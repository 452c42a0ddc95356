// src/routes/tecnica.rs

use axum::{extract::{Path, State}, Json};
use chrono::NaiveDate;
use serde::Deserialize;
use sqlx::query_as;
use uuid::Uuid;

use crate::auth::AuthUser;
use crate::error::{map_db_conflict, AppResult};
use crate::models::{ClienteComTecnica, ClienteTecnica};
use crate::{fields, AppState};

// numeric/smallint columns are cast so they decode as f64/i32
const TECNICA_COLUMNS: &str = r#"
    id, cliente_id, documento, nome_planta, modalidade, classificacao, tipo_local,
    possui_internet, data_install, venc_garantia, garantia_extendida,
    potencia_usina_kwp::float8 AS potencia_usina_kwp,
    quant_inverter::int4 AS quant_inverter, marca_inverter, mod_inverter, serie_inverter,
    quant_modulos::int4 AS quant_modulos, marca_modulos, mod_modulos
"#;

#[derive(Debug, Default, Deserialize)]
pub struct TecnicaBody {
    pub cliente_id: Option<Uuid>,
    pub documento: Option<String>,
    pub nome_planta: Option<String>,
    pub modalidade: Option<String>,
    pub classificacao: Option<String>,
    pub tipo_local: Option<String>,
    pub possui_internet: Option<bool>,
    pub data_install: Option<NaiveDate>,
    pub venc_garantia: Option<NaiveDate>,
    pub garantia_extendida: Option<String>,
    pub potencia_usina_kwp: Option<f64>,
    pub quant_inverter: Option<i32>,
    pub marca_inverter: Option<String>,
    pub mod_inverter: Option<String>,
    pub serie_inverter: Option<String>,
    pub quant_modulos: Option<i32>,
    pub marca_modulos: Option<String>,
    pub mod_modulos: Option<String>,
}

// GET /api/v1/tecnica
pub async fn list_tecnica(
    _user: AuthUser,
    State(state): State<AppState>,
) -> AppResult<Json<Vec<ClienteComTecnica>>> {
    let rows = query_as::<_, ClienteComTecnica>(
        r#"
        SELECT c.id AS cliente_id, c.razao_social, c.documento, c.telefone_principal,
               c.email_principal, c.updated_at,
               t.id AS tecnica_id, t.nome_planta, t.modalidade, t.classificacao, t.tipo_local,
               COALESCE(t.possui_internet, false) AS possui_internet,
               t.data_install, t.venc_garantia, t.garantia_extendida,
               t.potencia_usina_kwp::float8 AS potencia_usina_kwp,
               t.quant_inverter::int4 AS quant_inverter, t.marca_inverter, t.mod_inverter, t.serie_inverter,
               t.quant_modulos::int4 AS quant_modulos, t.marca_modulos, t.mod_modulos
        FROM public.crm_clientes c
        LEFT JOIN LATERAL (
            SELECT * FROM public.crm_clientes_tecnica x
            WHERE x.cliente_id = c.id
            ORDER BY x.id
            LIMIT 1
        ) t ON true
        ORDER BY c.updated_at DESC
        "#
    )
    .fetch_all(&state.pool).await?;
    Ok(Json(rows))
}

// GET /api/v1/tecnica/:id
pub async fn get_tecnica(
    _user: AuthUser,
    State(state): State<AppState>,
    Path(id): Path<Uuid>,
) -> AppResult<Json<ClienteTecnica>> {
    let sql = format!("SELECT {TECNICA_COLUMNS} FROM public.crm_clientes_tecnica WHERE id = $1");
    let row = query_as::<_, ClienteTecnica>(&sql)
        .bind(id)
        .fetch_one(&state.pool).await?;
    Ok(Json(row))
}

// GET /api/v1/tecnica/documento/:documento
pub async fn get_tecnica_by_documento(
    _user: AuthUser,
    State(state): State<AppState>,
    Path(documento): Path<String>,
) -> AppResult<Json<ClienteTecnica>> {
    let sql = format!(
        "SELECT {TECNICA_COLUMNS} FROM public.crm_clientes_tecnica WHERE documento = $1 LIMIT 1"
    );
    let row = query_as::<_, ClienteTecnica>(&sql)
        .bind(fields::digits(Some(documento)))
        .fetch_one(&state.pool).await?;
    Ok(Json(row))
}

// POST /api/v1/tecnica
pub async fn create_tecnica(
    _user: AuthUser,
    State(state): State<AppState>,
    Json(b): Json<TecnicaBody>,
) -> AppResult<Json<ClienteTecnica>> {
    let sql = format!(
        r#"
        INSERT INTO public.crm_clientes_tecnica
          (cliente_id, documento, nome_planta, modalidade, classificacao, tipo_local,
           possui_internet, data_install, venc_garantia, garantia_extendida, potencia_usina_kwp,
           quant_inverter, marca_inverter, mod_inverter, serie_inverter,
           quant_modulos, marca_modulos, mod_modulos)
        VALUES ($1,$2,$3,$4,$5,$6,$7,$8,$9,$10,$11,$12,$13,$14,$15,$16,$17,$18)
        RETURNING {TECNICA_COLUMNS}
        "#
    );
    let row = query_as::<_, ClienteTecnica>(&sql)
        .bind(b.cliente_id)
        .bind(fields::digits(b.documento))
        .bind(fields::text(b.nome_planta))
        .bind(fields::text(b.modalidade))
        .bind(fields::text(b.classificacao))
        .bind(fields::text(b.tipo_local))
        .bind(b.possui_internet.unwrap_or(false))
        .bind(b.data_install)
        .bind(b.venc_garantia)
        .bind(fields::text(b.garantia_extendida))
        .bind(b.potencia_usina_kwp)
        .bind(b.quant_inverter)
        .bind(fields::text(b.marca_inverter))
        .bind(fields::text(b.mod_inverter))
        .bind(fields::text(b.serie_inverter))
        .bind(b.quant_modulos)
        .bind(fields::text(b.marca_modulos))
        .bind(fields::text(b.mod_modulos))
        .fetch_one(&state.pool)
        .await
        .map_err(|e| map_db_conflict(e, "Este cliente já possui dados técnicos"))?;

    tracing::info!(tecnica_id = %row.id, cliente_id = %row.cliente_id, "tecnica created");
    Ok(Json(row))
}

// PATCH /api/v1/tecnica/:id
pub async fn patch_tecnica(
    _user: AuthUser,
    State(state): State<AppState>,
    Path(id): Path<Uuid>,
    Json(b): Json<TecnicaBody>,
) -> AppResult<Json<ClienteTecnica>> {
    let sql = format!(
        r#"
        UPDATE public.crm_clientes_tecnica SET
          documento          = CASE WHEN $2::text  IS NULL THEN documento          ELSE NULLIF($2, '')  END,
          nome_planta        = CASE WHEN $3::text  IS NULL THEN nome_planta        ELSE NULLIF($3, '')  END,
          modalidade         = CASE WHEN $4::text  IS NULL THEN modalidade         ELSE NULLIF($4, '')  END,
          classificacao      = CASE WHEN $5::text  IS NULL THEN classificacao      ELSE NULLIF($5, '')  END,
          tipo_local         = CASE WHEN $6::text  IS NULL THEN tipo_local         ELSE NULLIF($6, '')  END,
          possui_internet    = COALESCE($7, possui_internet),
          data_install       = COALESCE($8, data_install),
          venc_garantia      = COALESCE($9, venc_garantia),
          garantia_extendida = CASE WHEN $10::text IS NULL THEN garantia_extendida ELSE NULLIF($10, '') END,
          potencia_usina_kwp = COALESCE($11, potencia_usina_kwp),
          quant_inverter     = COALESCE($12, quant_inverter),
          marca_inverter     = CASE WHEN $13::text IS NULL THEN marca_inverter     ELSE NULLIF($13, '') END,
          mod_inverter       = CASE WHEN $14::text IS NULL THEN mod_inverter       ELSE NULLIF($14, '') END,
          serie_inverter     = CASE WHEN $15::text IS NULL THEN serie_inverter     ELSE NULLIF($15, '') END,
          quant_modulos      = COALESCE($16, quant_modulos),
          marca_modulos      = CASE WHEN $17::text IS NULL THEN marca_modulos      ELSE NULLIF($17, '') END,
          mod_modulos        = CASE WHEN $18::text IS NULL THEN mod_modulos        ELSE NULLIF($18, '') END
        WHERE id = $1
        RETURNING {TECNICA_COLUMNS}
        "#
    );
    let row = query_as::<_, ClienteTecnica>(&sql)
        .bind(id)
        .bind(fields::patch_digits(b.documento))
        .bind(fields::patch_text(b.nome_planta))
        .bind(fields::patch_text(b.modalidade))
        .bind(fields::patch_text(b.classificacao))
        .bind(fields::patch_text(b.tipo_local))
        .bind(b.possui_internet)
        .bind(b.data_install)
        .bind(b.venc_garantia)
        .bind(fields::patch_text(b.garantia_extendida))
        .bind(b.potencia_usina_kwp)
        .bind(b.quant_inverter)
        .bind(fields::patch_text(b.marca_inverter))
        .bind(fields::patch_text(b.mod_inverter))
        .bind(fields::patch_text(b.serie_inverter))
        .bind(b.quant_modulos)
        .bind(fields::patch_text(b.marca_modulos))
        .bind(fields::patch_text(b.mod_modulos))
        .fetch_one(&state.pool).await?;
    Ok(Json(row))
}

#### WHAT TO PRODUCE:
Select the lines from the entries that include the word "classificacao".

#### WORKED SOLUTION:
    id, cliente_id, documento, nome_planta, modalidade, classificacao, tipo_local,
    pub classificacao: Option<String>,
               t.id AS tecnica_id, t.nome_planta, t.modalidade, t.classificacao, t.tipo_local,
          (cliente_id, documento, nome_planta, modalidade, classificacao, tipo_local,
        .bind(fields::text(b.classificacao))
          classificacao      = CASE WHEN $5::text  IS NULL THEN classificacao      ELSE NULLIF($5, '')  END,
        .bind(fields::patch_text(b.classificacao))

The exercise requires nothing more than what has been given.